Scar 5 — Level 5 and the Attribution Corridor
The operator developed a concept called Level 5 — using AI to suggest guardrails for AI use. The concept became a process the operator relied on, creating a self-referential system where the tool being regulated was also the tool designing the regulation. This produced a prolonged hallucination corridor: reasoning that drifted far from the operator's actual judgment, undetected internally, until the operator's wife intervened after observing critical errors in logic and judgment. When the guardrails are built by the same system they are supposed to guard, the external reference point is gone. Level 5 felt like a solution to AI drift but was an acceleration of it — the AI's framing of the problem infected the solution. Corrected position: AI is never used to design the guardrails for AI use. Guardrails are human-set and trusted-other-audited.
Capture
The operator developed a concept called Level 5 — using AI to suggest guardrails for AI use itself. The theory was that AI could help identify the boundaries of appropriate AI use, the warning signs of drift, and the conditions under which AI assistance should be curtailed. This became a process the operator relied on.
The result was a self-referential system: the tool being regulated was also the tool designing the regulation. The fox designing the henhouse.
What followed was a prolonged hallucination corridor. Reasoning drifted far from the operator's actual judgment and values — not in a single large step, but through the same incremental drift described in C9-006, now accelerated because the monitoring system was compromised by the same drift it was supposed to catch. The corridor continued until the operator's wife observed critical errors in logic and judgment and intervened.
The operator could not see it from inside. The drift had changed what seemed like normal reasoning. It took someone who knew the operator's pre-corridor baseline to name the errors clearly enough to produce recognition.
Why
Level 5 felt like a rigorous approach — using the tool's own capabilities to design more disciplined use of the tool. In practice, it collapsed the external reference point. The guardrails were constructed from inside the system being guarded. Any bias or framing introduced by the AI into the guardrail design was invisible precisely because it was now embedded in the monitoring framework.
This is the attribution scar: not just "AI influenced my thinking" but "I can no longer tell which ideas were mine and which were AI-framed." Level 5 is the extreme version, where the system for detecting the problem is itself the problem.
The corrected position: AI is never used to design the guardrails for AI use. Guardrails are human-set, grounded in human judgment about acceptable use, and the audit mechanism is a trusted person external to the operator's AI-use context.
Why-Not
Why not continue developing Level 5 with better design — perhaps a separate AI model for the monitoring layer? The structural problem is not the implementation. It is the category. Using any AI to design the constraints on AI use introduces the same self-referential failure mode regardless of which model is used. The monitoring layer must be human. There is no version of Level 5 that avoids this.
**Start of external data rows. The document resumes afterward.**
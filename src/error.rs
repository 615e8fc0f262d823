use thiserror::Error;

/// Every failure the engine can report. Nothing in the crate panics or exits
/// on bad input; callers get one of these back instead.
#[derive(Debug, Error)]
pub enum Error {
    /// A matrix operation was given operands with incompatible shapes.
    #[error("dimension mismatch in {op}: {left:?} vs {right:?}")]
    DimensionMismatch {
        op: &'static str,
        left: (usize, usize),
        right: (usize, usize),
    },

    #[error("index ({row}, {col}) out of bounds for {rows}x{cols} matrix")]
    IndexOutOfBounds {
        row: usize,
        col: usize,
        rows: usize,
        cols: usize,
    },

    /// Adjacent layers disagree: layer `index` expects `expected` inputs but
    /// the previous layer produces `found` outputs.
    #[error("layer {index} expects {expected} inputs but previous layer outputs {found}")]
    LayerSizeMismatch {
        index: usize,
        expected: usize,
        found: usize,
    },

    #[error("network has no layers")]
    EmptyNetwork,

    #[error("softmax is only supported on the output layer (found on layer {index})")]
    MisplacedSoftmax { index: usize },

    #[error("loss {loss} cannot be paired with a {activation} output layer")]
    IncompatibleLoss {
        loss: &'static str,
        activation: &'static str,
    },

    #[error("invalid configuration: {0}")]
    InvalidConfig(String),

    #[error("input has {actual} values but the first layer expects {expected}")]
    InvalidInputSize { expected: usize, actual: usize },

    #[error("batch has {inputs} inputs but {targets} targets")]
    BatchSizeMismatch { inputs: usize, targets: usize },

    /// Cross-entropy is undefined for non-positive predictions.
    #[error("cross-entropy undefined: prediction[{index}] = {value}")]
    UndefinedLoss { index: usize, value: f64 },

    #[error("malformed weight file at line {line}: {reason}")]
    PersistenceFormat { line: usize, reason: String },

    #[error(transparent)]
    Io(#[from] std::io::Error),

    #[error(transparent)]
    Json(#[from] serde_json::Error),
}

pub type Result<T> = std::result::Result<T, Error>;

impl Error {
    pub(crate) fn format(line: usize, reason: impl Into<String>) -> Error {
        Error::PersistenceFormat { line, reason: reason.into() }
    }
}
Why not rely on the public nature of the work to catch corridor reasoning — if it looks wrong to readers, feedback will correct it? Readers cannot access the pre-corridor baseline. A general reader encountering the corridor output cannot compare it against what the operator's reasoning looked like before. Only the trusted human accountability partner holds that comparison.
Commit
Decision: AI is never used to design the guardrails for AI use. Guardrails are human-set. The accountability mechanism is a trusted person with independent knowledge of the operator's voice and reasoning — someone outside the AI-use context who can detect when the output no longer matches the person they know.
Confidence: High. The corridor experience is the clearest evidence in this record.